Os principais alvos para o SAS eram bases aéreas alemãs e italianas. Jock Lewes tinha muitas qualidades, e inventar coisas era uma delas. A bomba de Lewes era uma bomba pequena o suficiente para ser transportada em quantidade por um indivíduo, mas possuía uma carga explosiva grande o suficiente para destruir um avião. Pesando apenas uma libra, a bomba poderia inflamar o combustível em um avião, destruindo-o. O 'buster' de avião mais bem-sucedido foi Paddy Mayne, que destruiu dezenas de aviões. As potências do Eixo no norte da África perderam muitos aviões como resultado da atividade do SAS. As ações do regimento tiveram outro impacto que é mais difícil de quantificar. Ninguém sabia onde eles atacariam em seguida e todas as forças alemãs estavam em constante estado de alerta com o dreno que os acompanhava. Os alemães estavam literalmente perseguindo sombras durante a noite. O sucesso do SAS no norte da África levou Hitler a produzir a ordem ('Kommandodobefehl') que afirmava que quaisquer comandos ou forças especiais que fossem capturados deveriam ser fuzilados e não permitiriam a proteção da Convenção de Genebra.

Os alemães fizeram o possível para impedir os ataques do SAS. Em resposta, o regimento mudou sua abordagem. Eles adquiriram seu próprio transporte, fortemente armado com metralhadoras e equipado com muitos suprimentos. Agora eles podiam ficar atrás das linhas inimigas por dias a fio e tornava ainda mais difícil para os alemães prever o que poderiam fazer a seguir.

Ao trabalhar com o LRDG, o SAS caminhava até o alvo após ser deixado pelo LRDG. Agora, equipados com jipes, eles entraram em uma base aérea em completa surpresa e causaram estragos. O pânico que se seguiu fez com que o SAS recebesse baixas relativamente leves. No entanto, a derrota dos alemães após a Batalha de El Alamein fez com que o SAS agora tivesse que encontrar um novo papel para si depois de seu trabalho no deserto. O regimento voltou sua atenção para a Europa.

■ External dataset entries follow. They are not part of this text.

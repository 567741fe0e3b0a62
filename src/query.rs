//! Structured queries. Queries are nested predicate trees over classes,
//! methods, and fields; literal string patterns carry `^`/`$` anchors that
//! turn containment into prefix/suffix/exact matching.

use std::collections::BTreeMap;

use regex::Regex;
use serde::{Deserialize, Serialize};

use crate::acdat::AhoCorasickDoubleArrayTrie;
use crate::file::{FieldAccess, ACC_VALID_MASK};
use crate::{dex_err, Result};

/// How a literal pattern is anchored against a haystack.
#[derive(Debug, Copy, Clone, PartialEq, Eq, PartialOrd, Ord, Hash, Serialize, Deserialize)]
pub enum StringMatchType {
    Contains,
    StartsWith,
    EndsWith,
    Equals,
}

/// A literal pattern plus its anchoring, parsed off `^`/`$` markers.
#[derive(Debug, Clone, PartialEq, Eq, PartialOrd, Ord, Hash, Serialize, Deserialize)]
pub struct StringMatcher {
    pub pattern: String,
    pub match_type: StringMatchType,
}

impl StringMatcher {
    /// `^foo` anchors at the start, `foo$` at the end, `^foo$` both.
    pub fn parse(raw: &str) -> StringMatcher {
        let starts = raw.starts_with('^');
        // a bare "^" or "$" is a literal, not an anchor pair
        let ends = raw.len() > starts as usize && raw.ends_with('$');
        let pattern = &raw[starts as usize..raw.len() - ends as usize];
        let match_type = match (starts, ends) {
            (false, false) => StringMatchType::Contains,
            (true, false) => StringMatchType::StartsWith,
            (false, true) => StringMatchType::EndsWith,
            (true, true) => StringMatchType::Equals,
        };
        StringMatcher {
            pattern: pattern.to_string(),
            match_type,
        }
    }

    /// Direct match against a full haystack.
    pub fn matches(&self, haystack: &str) -> bool {
        match self.match_type {
            StringMatchType::Contains => haystack.contains(&self.pattern),
            StringMatchType::StartsWith => haystack.starts_with(&self.pattern),
            StringMatchType::EndsWith => haystack.ends_with(&self.pattern),
            StringMatchType::Equals => haystack == self.pattern,
        }
    }

    /// Anchor check for an automaton hit spanning `begin..end` of a
    /// haystack of `len` bytes.
    pub fn accepts_span(&self, begin: usize, end: usize, len: usize) -> bool {
        match self.match_type {
            StringMatchType::Contains => true,
            StringMatchType::StartsWith => begin == 0,
            StringMatchType::EndsWith => end == len,
            StringMatchType::Equals => begin == 0 && end == len,
        }
    }
}

// ---------------------------------------------------------------------------
// query trees
// ---------------------------------------------------------------------------

#[derive(Debug, Clone, Default, Serialize, Deserialize)]
pub struct ClassQuery {
    /// Regex over the type descriptor.
    pub descriptor: Option<String>,
    /// Exact source file name.
    pub source_file: Option<String>,
    /// Exact superclass descriptor.
    pub superclass: Option<String>,
    /// Descriptors that must all appear among the implemented interfaces.
    pub interfaces: Vec<String>,
    /// Access flag mask; every set bit must be present.
    pub access_flags: u32,
    /// Regex over the class annotation type descriptors.
    pub annotation: Option<String>,
    /// Anchored literal strings the class must contain somewhere in its
    /// name, superclass, interfaces, field types, or method bodies.
    pub using_strings: Vec<String>,
    /// Some declared method must match.
    pub method: Option<Box<MethodQuery>>,
    /// Some declared field must match.
    pub field: Option<Box<FieldQuery>>,
}

#[derive(Debug, Clone, Default, Serialize, Deserialize)]
pub struct MethodQuery {
    pub declaring_class: Option<Box<ClassQuery>>,
    /// Regex over the method name.
    pub name: Option<String>,
    /// Exact return descriptor; `None` is a wildcard.
    pub return_type: Option<String>,
    /// Parameter descriptors; `None` entries are `*` wildcards, a `None`
    /// list leaves the arity open.
    pub param_types: Option<Vec<Option<String>>>,
    pub access_flags: u32,
    pub annotation: Option<String>,
    pub using_strings: Vec<String>,
    /// Field usages the body must contain.
    pub using_fields: Vec<FieldUsageQuery>,
    /// The body must invoke some method matching this.
    pub invokes: Option<Box<MethodQuery>>,
    /// Some matching method must invoke this one.
    pub called_by: Option<Box<MethodQuery>>,
    /// Contiguous opcode subsequence the body must contain.
    pub op_codes: Vec<u8>,
}

#[derive(Debug, Clone, Serialize, Deserialize)]
pub struct FieldUsageQuery {
    pub field: FieldQuery,
    /// `None` accepts both reads and writes.
    pub access: Option<FieldAccess>,
}

#[derive(Debug, Clone, Default, Serialize, Deserialize)]
pub struct FieldQuery {
    pub declaring_class: Option<Box<ClassQuery>>,
    /// Regex over the field name.
    pub name: Option<String>,
    /// Exact type descriptor.
    pub type_descriptor: Option<String>,
    pub access_flags: u32,
    pub annotation: Option<String>,
    /// Some reader / writer must match.
    pub read_by: Option<Box<MethodQuery>>,
    pub written_by: Option<Box<MethodQuery>>,
}

/// Batch query: named groups of anchored literal strings; a group matches
/// an entity only when every one of its strings is present (conjunctive).
#[derive(Debug, Clone, Default, Serialize, Deserialize)]
pub struct BatchFindQuery {
    pub groups: BTreeMap<String, Vec<String>>,
}

// ---------------------------------------------------------------------------
// compiled forms
// ---------------------------------------------------------------------------

fn compile_regex(pattern: &Option<String>) -> Result<Option<Regex>> {
    match pattern {
        None => Ok(None),
        Some(p) => match Regex::new(p) {
            Ok(re) => Ok(Some(re)),
            Err(err) => dex_err!(QueryMalformed, "bad regex {:?}: {}", p, err),
        },
    }
}

fn check_flags(access_flags: u32) -> Result<u32> {
    if access_flags & !ACC_VALID_MASK != 0 {
        return dex_err!(
            QueryMalformed,
            "unknown access flag bits {:#x}",
            access_flags & !ACC_VALID_MASK
        );
    }
    Ok(access_flags)
}

#[derive(Debug)]
pub(crate) struct CompiledClassQuery {
    pub descriptor: Option<Regex>,
    pub source_file: Option<String>,
    pub superclass: Option<String>,
    pub interfaces: Vec<String>,
    pub access_flags: u32,
    pub annotation: Option<Regex>,
    pub strings: Vec<StringMatcher>,
    pub method: Option<Box<CompiledMethodQuery>>,
    pub field: Option<Box<CompiledFieldQuery>>,
}

#[derive(Debug)]
pub(crate) struct CompiledMethodQuery {
    pub declaring_class: Option<Box<CompiledClassQuery>>,
    pub name: Option<Regex>,
    pub match_shorty: Option<String>,
    pub return_type: Option<String>,
    pub param_types: Option<Vec<Option<String>>>,
    pub access_flags: u32,
    pub annotation: Option<Regex>,
    pub strings: Vec<StringMatcher>,
    pub using_fields: Vec<CompiledFieldUsageQuery>,
    pub invokes: Option<Box<CompiledMethodQuery>>,
    pub called_by: Option<Box<CompiledMethodQuery>>,
    pub op_codes: Vec<u8>,
}

#[derive(Debug)]
pub(crate) struct CompiledFieldUsageQuery {
    pub field: CompiledFieldQuery,
    pub access: Option<FieldAccess>,
}

#[derive(Debug)]
pub(crate) struct CompiledFieldQuery {
    pub declaring_class: Option<Box<CompiledClassQuery>>,
    pub name: Option<Regex>,
    pub type_descriptor: Option<String>,
    pub access_flags: u32,
    pub annotation: Option<Regex>,
    pub read_by: Option<Box<CompiledMethodQuery>>,
    pub written_by: Option<Box<CompiledMethodQuery>>,
}

impl ClassQuery {
    pub(crate) fn compile(&self) -> Result<CompiledClassQuery> {
        Ok(CompiledClassQuery {
            descriptor: compile_regex(&self.descriptor)?,
            source_file: self.source_file.clone(),
            superclass: self.superclass.clone(),
            interfaces: self.interfaces.clone(),
            access_flags: check_flags(self.access_flags)?,
            annotation: compile_regex(&self.annotation)?,
            strings: self.using_strings.iter().map(|s| StringMatcher::parse(s)).collect(),
            method: match &self.method {
                Some(q) => Some(Box::new(q.compile()?)),
                None => None,
            },
            field: match &self.field {
                Some(q) => Some(Box::new(q.compile()?)),
                None => None,
            },
        })
    }
}

impl MethodQuery {
    pub(crate) fn compile(&self) -> Result<CompiledMethodQuery> {
        // shorty prefilter only once both shape parts are exact enough to
        // bound the arity
        let match_shorty = self.param_types.as_ref().map(|params| {
            crate::desc_names::to_match_shorty(self.return_type.as_deref(), params)
        });
        Ok(CompiledMethodQuery {
            declaring_class: match &self.declaring_class {
                Some(q) => Some(Box::new(q.compile()?)),
                None => None,
            },
            name: compile_regex(&self.name)?,
            match_shorty,
            return_type: self.return_type.clone(),
            param_types: self.param_types.clone(),
            access_flags: check_flags(self.access_flags)?,
            annotation: compile_regex(&self.annotation)?,
            strings: self.using_strings.iter().map(|s| StringMatcher::parse(s)).collect(),
            using_fields: self
                .using_fields
                .iter()
                .map(|usage| {
                    Ok(CompiledFieldUsageQuery {
                        field: usage.field.compile()?,
                        access: usage.access,
                    })
                })
                .collect::<Result<Vec<_>>>()?,
            invokes: match &self.invokes {
                Some(q) => Some(Box::new(q.compile()?)),
                None => None,
            },
            called_by: match &self.called_by {
                Some(q) => Some(Box::new(q.compile()?)),
                None => None,
            },
            op_codes: self.op_codes.clone(),
        })
    }
}

impl FieldQuery {
    pub(crate) fn compile(&self) -> Result<CompiledFieldQuery> {
        Ok(CompiledFieldQuery {
            declaring_class: match &self.declaring_class {
                Some(q) => Some(Box::new(q.compile()?)),
                None => None,
            },
            name: compile_regex(&self.name)?,
            type_descriptor: self.type_descriptor.clone(),
            access_flags: check_flags(self.access_flags)?,
            annotation: compile_regex(&self.annotation)?,
            read_by: match &self.read_by {
                Some(q) => Some(Box::new(q.compile()?)),
                None => None,
            },
            written_by: match &self.written_by {
                Some(q) => Some(Box::new(q.compile()?)),
                None => None,
            },
        })
    }
}

// ---------------------------------------------------------------------------
// pattern instance sets (batch scans)
// ---------------------------------------------------------------------------

/// All patterns of a batch query compiled into one automaton. Identical
/// pattern texts share one trie entry; each anchored instance keeps its own
/// id so the anchor post-filter can accept them independently.
pub(crate) struct MatcherSet {
    trie: AhoCorasickDoubleArrayTrie<u32>,
    instances: Vec<StringMatcher>,
    text_instances: Vec<Vec<u32>>,
}

impl MatcherSet {
    pub fn build(instances: Vec<StringMatcher>) -> MatcherSet {
        let mut texts: Vec<(String, u32)> = Vec::new();
        let mut text_instances: Vec<Vec<u32>> = Vec::new();
        for (instance_id, matcher) in instances.iter().enumerate() {
            match texts.iter().position(|(text, _)| *text == matcher.pattern) {
                Some(text_id) => text_instances[text_id].push(instance_id as u32),
                None => {
                    texts.push((matcher.pattern.clone(), texts.len() as u32));
                    text_instances.push(vec![instance_id as u32]);
                }
            }
        }
        MatcherSet {
            trie: AhoCorasickDoubleArrayTrie::new(texts),
            instances,
            text_instances,
        }
    }

    pub fn instance_count(&self) -> usize {
        self.instances.len()
    }

    /// Runs the automaton over one haystack, marking every anchored
    /// instance that matches in `hits`.
    pub fn scan_into(&self, haystack: &str, hits: &mut [bool]) {
        let len = haystack.len();
        self.trie.parse_text_with(haystack, |begin, end, &text_id| {
            for &instance_id in &self.text_instances[text_id as usize] {
                if !hits[instance_id as usize]
                    && self.instances[instance_id as usize].accepts_span(begin, end, len)
                {
                    hits[instance_id as usize] = true;
                }
            }
            true
        });
    }

    /// Fresh hit vector for `scan_into`.
    pub fn new_hits(&self) -> Vec<bool> {
        vec![false; self.instances.len()]
    }
}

Na Europa Ocidental, o SAS estava em um terreno totalmente diferente - um no qual não tinha experiência de lutar. No entanto, a filosofia do regimento permaneceu a mesma. Na Europa Ocidental, eles estabeleceram bases atrás das linhas inimigas, reuniram informações e, quando possível, causaram estragos antes de se afastarem. Na França, quatro unidades masculinas freqüentemente trabalhavam com o Maquis, a resistência francesa. As redes de comunicação (linhas ferroviárias, pontes etc.) tornaram-se alvos favoritos e a coleta de informações ajudou muito os desembarques do Dia D em junho de 1944. Porém, nem tudo terminou em sucesso. Vinte e quatro homens da SAS foram capturados pelos alemães. Eles foram torturados antes de serem mortos. Nos últimos dias da guerra, uma das principais tarefas do SAS era caçar os homens que cometeram essa atrocidade junto com os bandidos da SS e da Gestapo.

Ironicamente, no bravo mundo novo do pós-guerra, não parecia haver lugar para o SAS e desapareceu apenas para ressuscitar quando sua experiência era necessária no Extremo Oriente contra insurgentes comunistas.